White Paper AIResearchmechanistic interpretabilitytokenizationLLMs

Context Entanglement in Whitespace Robustness: The Q6/Q7 Dissociation

Causal patching (exact hidden state transplant) recovers the whitespace merge effect at layer 3. Steer vectors (averaged direction injection) at the same layer are null. The dissociation establishes that the effect is context-entangled in residual space β€” not extractable as a universal direction.

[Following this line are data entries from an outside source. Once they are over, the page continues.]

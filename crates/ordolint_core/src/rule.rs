//! Rule contract: identity, scheduling modifiers and the visit operation.

use std::sync::Arc;

use ordolint_ast::{NodeId, NodeRef, SyntaxTree, TreeError};
use thiserror::Error;

use crate::emit::Emitter;

/// Namespace whose rules are reported under their bare id.
pub const STANDARD_NAMESPACE: &str = "standard";

/// Scheduling annotation on a rule.
///
/// Modifiers change when and where a rule runs, never what it checks.
#[derive(Debug, Clone, Copy, PartialEq, Eq, Hash)]
pub enum VisitorModifier {
    /// Run after every rule that lacks this modifier.
    RunAsLateAsPossible,
    /// Only visit the root node, once per walk.
    RunOnRootNodeOnly,
}

/// Set of [`VisitorModifier`]s carried by a rule.
#[derive(Debug, Clone, Copy, Default, PartialEq, Eq, Hash)]
pub struct VisitorModifiers {
    late: bool,
    root_only: bool,
}

impl VisitorModifiers {
    /// The empty set.
    pub const fn empty() -> Self {
        Self {
            late: false,
            root_only: false,
        }
    }

    /// Returns a copy of this set with `modifier` added.
    pub const fn with(mut self, modifier: VisitorModifier) -> Self {
        match modifier {
            VisitorModifier::RunAsLateAsPossible => self.late = true,
            VisitorModifier::RunOnRootNodeOnly => self.root_only = true,
        }
        self
    }

    pub const fn contains(&self, modifier: VisitorModifier) -> bool {
        match modifier {
            VisitorModifier::RunAsLateAsPossible => self.late,
            VisitorModifier::RunOnRootNodeOnly => self.root_only,
        }
    }

    pub const fn is_empty(&self) -> bool {
        !self.late && !self.root_only
    }

    #[inline]
    pub const fn is_late(&self) -> bool {
        self.late
    }

    #[inline]
    pub const fn is_root_only(&self) -> bool {
        self.root_only
    }
}

impl From<VisitorModifier> for VisitorModifiers {
    fn from(modifier: VisitorModifier) -> Self {
        Self::empty().with(modifier)
    }
}

impl FromIterator<VisitorModifier> for VisitorModifiers {
    fn from_iter<I: IntoIterator<Item = VisitorModifier>>(iter: I) -> Self {
        iter.into_iter().fold(Self::empty(), Self::with)
    }
}

/// A fault raised by a rule while visiting a node.
///
/// Faults abort the current walk and reach the caller unchanged.
#[derive(Debug, Error)]
#[error("{message}")]
pub struct RuleError {
    message: String,
    #[source]
    source: Option<Box<dyn std::error::Error + Send + Sync>>,
}

impl RuleError {
    pub fn new(message: impl Into<String>) -> Self {
        Self {
            message: message.into(),
            source: None,
        }
    }

    pub fn with_source(
        message: impl Into<String>,
        source: impl std::error::Error + Send + Sync + 'static,
    ) -> Self {
        Self {
            message: message.into(),
            source: Some(Box::new(source)),
        }
    }

    pub fn message(&self) -> &str {
        &self.message
    }
}

impl From<TreeError> for RuleError {
    fn from(err: TreeError) -> Self {
        Self::with_source("tree edit failed", err)
    }
}

/// A unit of lint logic.
///
/// Rules are shared between concurrent invocations, so `visit` takes
/// `&self`; any per-run bookkeeping needs interior mutability.
///
/// # Example
///
/// ```rust
/// use ordolint_core::{Emitter, Rule, RuleError, VisitContext};
/// use ordolint_ast::NodeKind;
///
/// struct NoTabs;
///
/// impl Rule for NoTabs {
///     fn id(&self) -> &str {
///         "no-tabs"
///     }
///
///     fn visit(&self, ctx: &mut VisitContext<'_>, emit: &mut Emitter<'_>) -> Result<(), RuleError> {
///         let node = ctx.node();
///         if node.kind() != NodeKind::Whitespace || !node.text().is_some_and(|t| t.contains('\t')) {
///             return Ok(());
///         }
///         let (id, offset, fixed) = (node.id(), node.start_offset(), node.text().unwrap_or("").replace('\t', "    "));
///         emit.emit(offset, "Unexpected tab character", true);
///         if let Some(tree) = ctx.tree_mut() {
///             tree.set_text(id, fixed)?;
///         }
///         Ok(())
///     }
/// }
/// ```
pub trait Rule: Send + Sync {
    /// Identifier, unique within its rule set.
    fn id(&self) -> &str;

    /// Scheduling modifiers; empty by default.
    fn modifiers(&self) -> VisitorModifiers {
        VisitorModifiers::empty()
    }

    /// Inspects the current node, reporting findings through `emit`.
    ///
    /// When [`VisitContext::tree_mut`] yields the tree, the rule may fix
    /// the violation in place before returning.
    fn visit(&self, ctx: &mut VisitContext<'_>, emit: &mut Emitter<'_>) -> Result<(), RuleError>;
}

/// The node under visit plus the tree it lives in.
pub struct VisitContext<'t> {
    tree: &'t mut SyntaxTree,
    node: NodeId,
    auto_correct: bool,
}

impl<'t> VisitContext<'t> {
    pub(crate) fn new(tree: &'t mut SyntaxTree, node: NodeId, auto_correct: bool) -> Self {
        Self {
            tree,
            node,
            auto_correct,
        }
    }

    /// Returns a view of the node under visit.
    pub fn node(&self) -> NodeRef<'_> {
        self.tree.node(self.node)
    }

    pub fn node_id(&self) -> NodeId {
        self.node
    }

    pub fn is_root(&self) -> bool {
        self.node == self.tree.root()
    }

    pub fn tree(&self) -> &SyntaxTree {
        &*self.tree
    }

    /// Whether the caller asked for fixes on this visit.
    pub fn auto_correct(&self) -> bool {
        self.auto_correct
    }

    /// Mutable access to the tree, available only when autocorrecting.
    pub fn tree_mut(&mut self) -> Option<&mut SyntaxTree> {
        if self.auto_correct {
            Some(&mut *self.tree)
        } else {
            None
        }
    }
}

/// A namespaced, ordered collection of rules.
#[derive(Clone)]
pub struct RuleSet {
    namespace: String,
    rules: Vec<Arc<dyn Rule>>,
}

impl RuleSet {
    /// Creates an empty rule set.
    pub fn new(namespace: impl Into<String>) -> Self {
        Self {
            namespace: namespace.into(),
            rules: Vec::new(),
        }
    }

    /// Creates a rule set from already shared rules.
    pub fn from_rules(namespace: impl Into<String>, rules: Vec<Arc<dyn Rule>>) -> Self {
        Self {
            namespace: namespace.into(),
            rules,
        }
    }

    /// Appends a rule, keeping declaration order.
    pub fn with_rule(mut self, rule: impl Rule + 'static) -> Self {
        self.rules.push(Arc::new(rule));
        self
    }

    pub fn namespace(&self) -> &str {
        &self.namespace
    }

    pub fn rules(&self) -> &[Arc<dyn Rule>] {
        &self.rules
    }

    pub fn len(&self) -> usize {
        self.rules.len()
    }

    pub fn is_empty(&self) -> bool {
        self.rules.is_empty()
    }

    /// Returns the id under which `rule_id` of this set is reported.
    pub fn qualified_id(&self, rule_id: &str) -> String {
        qualify(&self.namespace, rule_id)
    }
}

impl std::fmt::Debug for RuleSet {
    fn fmt(&self, f: &mut std::fmt::Formatter<'_>) -> std::fmt::Result {
        let ids: Vec<&str> = self.rules.iter().map(|r| r.id()).collect();
        f.debug_struct("RuleSet")
            .field("namespace", &self.namespace)
            .field("rules", &ids)
            .finish()
    }
}

/// `standard` rules keep their bare id, others become `namespace:id`.
pub fn qualify(namespace: &str, rule_id: &str) -> String {
    if namespace == STANDARD_NAMESPACE {
        rule_id.to_string()
    } else {
        format!("{}:{}", namespace, rule_id)
    }
}

/// Lower-case words joined by single dashes, e.g. `no-wildcard-imports`.
pub fn is_valid_rule_id(id: &str) -> bool {
    !id.is_empty() && id.split('-').all(is_valid_word)
}

/// A single lower-case word, e.g. `standard` or `experimental`.
pub fn is_valid_namespace(namespace: &str) -> bool {
    is_valid_word(namespace)
}

fn is_valid_word(word: &str) -> bool {
    let mut chars = word.chars();
    chars.next().is_some_and(|c| c.is_ascii_lowercase())
        && chars.all(|c| c.is_ascii_lowercase() || c.is_ascii_digit())
}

May 11, 2026 Β· 16 min read Β· zer0contextlost
Abstract

Two experiments probe the same hidden state at layer 3 with orthogonal methods. Q6 (causal patching: transplanting the exact context-specific hidden state from the modified sentence into the original forward pass) achieves peak mean recovery of whitespace robustness (K) at layer 3 across 20 merge pairs. Q7 (steer vectors: injecting a normalized mean-difference direction averaged over 100 training pairs) yields r = βˆ’0.190 at layer 3, not significant. The Q6/Q7 dissociation establishes that the merge operator does not move the hidden state along a consistent universal direction β€” its effect is geometrically idiosyncratic per context and averages to noise. This is consistent with the prior finding that K = g(token) + h(context) with h(context) dominant. The effect is real and localized; it cannot be extracted as a steering vector.

1. Background

Prior work in this series established:

  1. Whitespace perturbations (merge, split, shift) divide next-token probability mass in a conserved way across BPE-tokenized models (JS < 0.3 nats universally).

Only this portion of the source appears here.